Je n'aimais pas vraiment Mamie Franz. Ni elle, ni son mari aux faux airs de Woody Allen qui ne se séparait jamais de sa bouteille à oxygène et des tuyaux qui le lui apportait dans le nez, ni son énorme labrador noir, et encore moins son petit fils Franz qui ne me laissait jamais jouer à sa Playstation, ni ses innombrables piafs qui auraient ridiculisés le colombier des Roches l'évêque tant ils étaient bien plus bruyants et malodorants.
Pourtant, lorsque ma mère partait travailler chez d'autres vieux qui ne souhaitaient pas voir leur maison devenir aussi crasseuse que celle dans laquelle elle me laissait, c'est avec Mamie Franz que je devais passer la journée. Avec elle, son mari, son gros labrador et ses piafs.
La maison de Mamie Franz était peut-être bien la maison la plus sale qu'il ne m'avais jamais été donné l'occasion de voir. Il était courant que l'on ne s'apperçoive pas d'une flaque de pisse du labrador s'étalant dans le couloir, jusqu'à ce que l'on glisse dessus, tant l'odeur que dégageaient les piafs était forte. Chacun des murs du salon avait depuis fort longtemps renoncé à porter sa propre couleur au profit d'un amas de poussière et de fines plumes qui s'accumulait là depuis bien des années déjà.
Bien pire que le silence habituel d'une maison de vieux, la journée était rythmée par les reniflements de Papi Franz, les grésillements d'une vieille radio qui rendait incompréhensibles les explications déjà fort obscures d'un animateur à la voix terne et morne, et l'insupportable caquétement initerrompu de ses horribles piafs.

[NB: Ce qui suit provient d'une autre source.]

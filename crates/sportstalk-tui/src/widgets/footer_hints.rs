//! Footer keybinding hints.
//!
//! Format: `[Enter] send │ [Ctrl+J] newline │ [PgUp/PgDn] scroll │ [Esc] quit`
//!
//! The send hint is dimmed while an answer is outstanding, mirroring the
//! disabled send action. An optional notice is shown on the left.

use ratatui::{
    buffer::Buffer,
    layout::Rect,
    style::{Modifier, Style},
    text::{Line, Span},
    widgets::{Paragraph, Widget},
};

use crate::text::{truncate_to_width, visual_width};
use crate::theme::Theme;

/// A single keybinding hint.
#[derive(Debug, Clone)]
pub struct KeyHint {
    /// The key or key combination (e.g., "Enter", "Ctrl+J").
    pub key: String,
    /// The action description (e.g., "send", "quit").
    pub action: String,
}

impl KeyHint {
    /// Create a new key hint.
    pub fn new(key: impl Into<String>, action: impl Into<String>) -> Self {
        Self {
            key: key.into(),
            action: action.into(),
        }
    }
}

/// Footer hints widget.
pub struct FooterHints<'a> {
    theme: &'a Theme,
    send_enabled: bool,
    notice: Option<&'a str>,
}

impl<'a> FooterHints<'a> {
    /// Create a new footer hints widget.
    pub fn new(theme: &'a Theme) -> Self {
        Self {
            theme,
            send_enabled: true,
            notice: None,
        }
    }

    /// Whether the send action is currently available.
    #[must_use]
    pub fn send_enabled(mut self, enabled: bool) -> Self {
        self.send_enabled = enabled;
        self
    }

    /// Short status message shown before the hints.
    #[must_use]
    pub fn notice(mut self, notice: Option<&'a str>) -> Self {
        self.notice = notice;
        self
    }

    /// Hints for the chat screen.
    pub fn chat_hints(send_enabled: bool) -> Vec<KeyHint> {
        let send = if send_enabled { "send" } else { "send (waiting)" };
        vec![
            KeyHint::new("Enter", send),
            KeyHint::new("Ctrl+J", "newline"),
            KeyHint::new("PgUp/PgDn", "scroll"),
            KeyHint::new("Esc", "quit"),
        ]
    }

    fn hint_spans(&self) -> Vec<Span<'static>> {
        let key_style = Style::default().fg(self.theme.primary);
        let action_style = Style::default().fg(self.theme.subtext);
        let disabled_style = Style::default()
            .fg(self.theme.muted)
            .add_modifier(Modifier::DIM);
        let separator_style = Style::default().fg(self.theme.border);

        let mut spans = Vec::new();
        for (i, hint) in Self::chat_hints(self.send_enabled).into_iter().enumerate() {
            if i > 0 {
                spans.push(Span::styled(" │ ", separator_style));
            }
            let disabled = i == 0 && !self.send_enabled;
            let (key_style, action_style) = if disabled {
                (disabled_style, disabled_style)
            } else {
                (key_style, action_style)
            };
            spans.push(Span::styled(format!("[{}]", hint.key), key_style));
            spans.push(Span::styled(format!(" {}", hint.action), action_style));
        }
        spans
    }
}

impl Widget for FooterHints<'_> {
    fn render(self, area: Rect, buf: &mut Buffer) {
        if area.width == 0 || area.height == 0 {
            return;
        }

        let hints = self.hint_spans();
        let hints_width: usize = hints.iter().map(|s| visual_width(&s.content)).sum();
        let width = area.width as usize;

        let mut spans = Vec::new();
        if let Some(notice) = self.notice {
            let room = width.saturating_sub(hints_width + 1);
            if room > 3 {
                let notice = truncate_to_width(notice, room);
                let padding = room - visual_width(&notice);
                spans.push(Span::styled(notice, Style::default().fg(self.theme.error)));
                spans.push(Span::raw(" ".repeat(padding + 1)));
            }
        }
        spans.extend(hints);

        Paragraph::new(Line::from(spans))
            .style(Style::default().bg(self.theme.base))
            .render(area, buf);
    }
}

Et je comptais les secondes. Rien, rien dans cette maison ne m'aurais permis de passer le temps autrement qu'en fermant les yeux et imaginant être ailleurs. Le chien presque aussi sénile que ses maîtres hésitait souvent à me mordre ou à me pisser dessus lorsque je m'aventurais à le carresser. Les seuls livres de la maison, qui s'entassaient sur un vieux buffet entre un paquet de graines et une mangeoire, et prenaient la poussière jours en jours, étaient de simples notices pour la radio, le four à micro-ondes ou encore la Playstation de Franz. La Playstation à laquelle je n'avais pas le droit de jouer. Et c'était bien là ma plus grande frustration lorsque je devais passer ces trop longues journées dans ce F3 des HLM de Montoire-sur-le-Loir.
- Tu aimes bien les jeux vidéos toi aussi ?
Mamie Franz venait de poser la question la plus interessante que je n'avais jamais entendu dans cet appartement depuis que ma mère avait décidé de m'abandonner de temps à autres.
- Attends un petit peu, je dois en avoir un quelque part par-là.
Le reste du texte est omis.